▶ [What needs to be done]:
Beginning with the first line, transcribe the entries below exactly through the line containing "type StatusReport;", inclusive.

%%

//! Module interfaces
//!
//! Each control module in `mpc_exec` shall implement the `State` trait so
//! that the executable can drive all modules through the same
//! init-then-cyclic-proc pattern.

// ---------------------------------------------------------------------------
// MODULE STATE
// ---------------------------------------------------------------------------

/// The module's internal state.
pub trait State {
    /// Data required during initialisation
    type InitData;
    /// An error which can occur during initialisation.
    type InitError;

    /// Data required for cyclic processing.
    type InputData;
    /// Data produced by cyclic processing.
    type OutputData;
    /// A report on the status of the cyclic processing.
    type StatusReport;
    /// An error which can occur during cyclic processing.
    type ProcError;

    /// Initialise the module.
    ///
    /// # Inputs
    /// - `init_data`: The input data required by the module's initialisation.
    ///
    /// # Outputs
    /// - On success `Ok(())`.
    /// - On error an `InitError` instance.
    fn init(&mut self, init_data: Self::InitData) -> Result<(), Self::InitError>;

    /// Main module processing function, run once per control cycle.
    ///
    /// # Inputs
    /// - `input_data`: The data required for processing by the module.
    ///
    /// # Outputs
    /// - On success a tuple of the output data and status report.
    /// - On error a `ProcError` instance.
    fn proc(
        &mut self,
        input_data: &Self::InputData,
    ) -> Result<(Self::OutputData, Self::StatusReport), Self::ProcError>;
}
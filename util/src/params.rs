//! Generic parameters functions

// ---------------------------------------------------------------------------
// IMPORTS
// ---------------------------------------------------------------------------

use serde::de::DeserializeOwned;
use std::fs::read_to_string;
use thiserror::Error;
use toml;

// ---------------------------------------------------------------------------
// ENUMERATIONS
// ---------------------------------------------------------------------------

/// An error that occurs during loading of a parameter file.
#[derive(Debug, Error)]
pub enum LoadError {
    #[error("The software root environment variable (TRACKPILOT_SW_ROOT) is not set")]
    SwRootNotSet,

    #[error("Cannot load the parmeter file: {0}")]
    FileLoadError(std::io::Error),

    #[error("Cannot read the parameter file: {0}")]
    DeserialiseError(toml::de::Error),
}

// ---------------------------------------------------------------------------
// PUBLIC FUNCTIONS
// ---------------------------------------------------------------------------

/// Load a parameter file
///
/// The file path is relative to the software root's "params" directory
pub fn load<P>(param_file_path: &str) -> Result<P, LoadError>
where
    P: DeserializeOwned,
{
    // Get the params dir
    let mut path = crate::host::get_sw_root().map_err(|_| LoadError::SwRootNotSet)?;
    path.push("params");
    path.push(param_file_path);

    // Load the file into a string
    let params_str = match read_to_string(path) {
        Ok(s) => s,
        Err(e) => return Err(LoadError::FileLoadError(e)),
    };

    // Parse the string into the parameter struct
    match toml::from_str(params_str.as_str()) {
        Ok(p) => Ok(p),
        Err(e) => Err(LoadError::DeserialiseError(e)),
    }
}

%%

▶ [Written solution]:
//! Module interfaces
//!
//! Each control module in `mpc_exec` shall implement the `State` trait so
//! that the executable can drive all modules through the same
//! init-then-cyclic-proc pattern.

// ---------------------------------------------------------------------------
// MODULE STATE
// ---------------------------------------------------------------------------

/// The module's internal state.
pub trait State {
    /// Data required during initialisation
    type InitData;
    /// An error which can occur during initialisation.
    type InitError;

    /// Data required for cyclic processing.
    type InputData;
    /// Data produced by cyclic processing.
    type OutputData;
    /// A report on the status of the cyclic processing.
    type StatusReport;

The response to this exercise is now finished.